(Source records)
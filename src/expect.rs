//! External expectations: the dataset database and the per-sample
//! pipeline-count table.

use anyhow::{Context, Result};
use regex::Regex;
use serde::Deserialize;
use std::collections::BTreeMap;
use std::fs;
use std::path::Path;

/// Sentinel for a dataset the database does not know; guarantees the
/// event-count check fails rather than silently passing.
pub const UNKNOWN_GENERATED_EVENTS: f64 = -1.0;

/// Sentinel for a sample no count pattern matches; always fails the
/// pipeline-count check.
pub const UNKNOWN_PIPELINE_COUNT: i64 = -1;

/// One dataset's bookkeeping entry. Only the generated-event count is
/// consumed here; other fields in the database file are ignored.
#[derive(Debug, Clone, Deserialize)]
pub struct DatasetInfo {
    #[serde(rename = "n_events_generated")]
    pub generated_events: f64,
}

/// Read-only dataset database, loaded once per run.
#[derive(Debug, Clone, Default)]
pub struct DatasetDatabase {
    entries: BTreeMap<String, DatasetInfo>,
}

impl DatasetDatabase {
    /// Load the database from a JSON file keyed by dataset name.
    ///
    /// # Errors
    ///
    /// Fails when the file cannot be read or parsed.
    pub fn load(path: &Path) -> Result<Self> {
        let raw = fs::read_to_string(path)
            .with_context(|| format!("reading dataset database {}", path.display()))?;
        let entries: BTreeMap<String, DatasetInfo> = serde_json::from_str(&raw)
            .with_context(|| format!("parsing dataset database {}", path.display()))?;
        Ok(Self { entries })
    }

    #[must_use]
    pub fn from_entries(entries: BTreeMap<String, DatasetInfo>) -> Self {
        Self { entries }
    }

    /// Expected generated-event count for `dataset`, or the unknown
    /// sentinel when the database has no entry.
    #[must_use]
    pub fn generated_events(&self, dataset: &str) -> f64 {
        self.entries
            .get(dataset)
            .map_or(UNKNOWN_GENERATED_EVENTS, |e| e.generated_events)
    }
}

/// Ordered (pattern, expected count) pairs; the first pattern found in the
/// dataset name wins, so more specific patterns must come first.
#[derive(Debug, Clone)]
pub struct PipelineCounts {
    table: Vec<(Regex, i64)>,
}

impl PipelineCounts {
    /// Build a table from pattern strings in lookup order.
    ///
    /// # Errors
    ///
    /// Fails when a pattern does not compile.
    pub fn new<S: AsRef<str>>(pairs: impl IntoIterator<Item = (S, i64)>) -> Result<Self> {
        let mut table = Vec::new();
        for (pattern, count) in pairs {
            let regex = Regex::new(pattern.as_ref())
                .with_context(|| format!("invalid count pattern {:?}", pattern.as_ref()))?;
            table.push((regex, count));
        }
        Ok(Self { table })
    }

    /// The production table. Tracks the pipeline sets configured per
    /// analysis channel; data-taking samples run a single channel, MC
    /// samples carry the full set of systematic shifts.
    ///
    /// # Panics
    ///
    /// The builtin patterns are known-good; compilation cannot fail.
    #[must_use]
    pub fn builtin() -> Self {
        Self::new([
            ("(SingleMuon|SingleElectron|EGamma|MuonEG).*Run201", 1),
            ("Tau.*Run201", 3),
            ("(Mu|Tau)TauFinalState", 9),
            ("ElTauFinalState", 11),
            ("ElMuFinalState", 3),
            ("DY.?Jets|EWKZ", 184),
            ("ttHJet|HTo(WW|TauTau)|W.?Jets|WG|EWKW", 172),
            ("ST.*top.*|TTTo|TT_|WW_|ZZ_|WZ_", 156),
        ])
        .expect("builtin count patterns compile")
    }

    /// Expected pipeline count for `dataset`: first matching pattern in
    /// table order, or the unknown sentinel.
    #[must_use]
    pub fn expected_for(&self, dataset: &str) -> i64 {
        self.table
            .iter()
            .find(|(regex, _)| regex.is_match(dataset))
            .map_or(UNKNOWN_PIPELINE_COUNT, |(_, count)| *count)
    }
}
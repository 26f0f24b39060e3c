//! Bundle execution under the parallel dispatcher.

use ntuple_harvester::dispatch::{read_manifest, run_bundle};
use ntuple_harvester::plan::{MergeScript, write_bundle};
use tempfile::TempDir;

fn script(dataset: &str, commands: &[&str]) -> MergeScript {
    MergeScript {
        dataset: dataset.into(),
        destination: format!("/m/{dataset}/{dataset}.root"),
        commands: commands.iter().map(|c| (*c).to_string()).collect(),
    }
}

#[test]
fn manifest_round_trip() -> anyhow::Result<()> {
    let dir = TempDir::new()?;
    write_bundle(
        dir.path(),
        &[script("sample2", &["true"]), script("sample10", &["true"])],
    )?;
    assert_eq!(read_manifest(dir.path())?, vec!["sample2", "sample10"]);
    Ok(())
}

#[test]
fn every_script_runs_and_reports_its_exit_state() -> anyhow::Result<()> {
    let dir = TempDir::new()?;
    let out = dir.path().join("touched.txt");
    let touch = format!("echo done > {}", out.display());
    write_bundle(
        dir.path(),
        &[script("good", &[touch.as_str()]), script("bad", &["exit 1"])],
    )?;

    let mut outcomes = run_bundle(dir.path(), 2)?;
    outcomes.sort_by(|a, b| a.dataset.cmp(&b.dataset));

    assert_eq!(outcomes.len(), 2);
    assert!(!outcomes[0].success, "bad script must report failure");
    assert!(outcomes[1].success, "good script must report success");
    assert!(out.exists(), "good script must actually have run");
    Ok(())
}

#[test]
fn missing_script_is_a_per_dataset_failure_not_fatal() -> anyhow::Result<()> {
    let dir = TempDir::new()?;
    write_bundle(dir.path(), &[script("present", &["true"])])?;
    // Hand-extend the manifest with a dataset that has no script.
    std::fs::write(
        dir.path().join("arguments.txt"),
        "present\nabsent\n",
    )?;

    let mut outcomes = run_bundle(dir.path(), 1)?;
    outcomes.sort_by(|a, b| a.dataset.cmp(&b.dataset));

    assert!(!outcomes[0].success); // absent
    assert!(outcomes[1].success); // present
    Ok(())
}
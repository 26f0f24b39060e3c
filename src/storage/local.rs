//! Plain-filesystem implementation of the storage traits.

use crate::storage::traits::{
    DirEntry, DirectoryLister, ErrorKind, StorageBackend, StorageError, StorageResult,
};
use std::fs;
use std::io;
use std::path::Path;

/// Storage backend over the local filesystem.
#[derive(Debug, Clone, Copy, Default)]
pub struct LocalStorage;

impl LocalStorage {
    #[must_use]
    pub const fn new() -> Self {
        Self
    }
}

fn map_io_error(location: &str, err: &io::Error) -> StorageError {
    if err.kind() == io::ErrorKind::NotFound {
        StorageError::not_found(location)
    } else {
        StorageError::new(ErrorKind::Other, format!("{location}: {err}"))
    }
}

impl DirectoryLister for LocalStorage {
    fn list(&self, location: &str) -> StorageResult<Vec<DirEntry>> {
        let read = fs::read_dir(Path::new(location))
            .map_err(|e| map_io_error(location, &e))?;

        let mut entries = Vec::new();
        for entry in read {
            let entry = entry.map_err(|e| map_io_error(location, &e))?;
            let name = entry.file_name().to_string_lossy().into_owned();
            let is_directory = entry
                .file_type()
                .map_err(|e| map_io_error(location, &e))?
                .is_dir();
            entries.push(DirEntry { name, is_directory });
        }
        Ok(entries)
    }
}

impl StorageBackend for LocalStorage {
    fn ensure_directory(&self, location: &str) -> StorageResult<()> {
        fs::create_dir_all(Path::new(location)).map_err(|e| map_io_error(location, &e))
    }
}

_Work required_
Take the line with "let entry = entry.map_err(|e|" and all lines after it through the end of the records, and write them out exactly; include nothing else.

_Answer below_
            let entry = entry.map_err(|e| map_io_error(location, &e))?;
            let name = entry.file_name().to_string_lossy().into_owned();
            let is_directory = entry
                .file_type()
                .map_err(|e| map_io_error(location, &e))?
                .is_dir();
            entries.push(DirEntry { name, is_directory });
        }
        Ok(entries)
    }
}

impl StorageBackend for LocalStorage {
    fn ensure_directory(&self, location: &str) -> StorageResult<()> {
        fs::create_dir_all(Path::new(location)).map_err(|e| map_io_error(location, &e))
    }
}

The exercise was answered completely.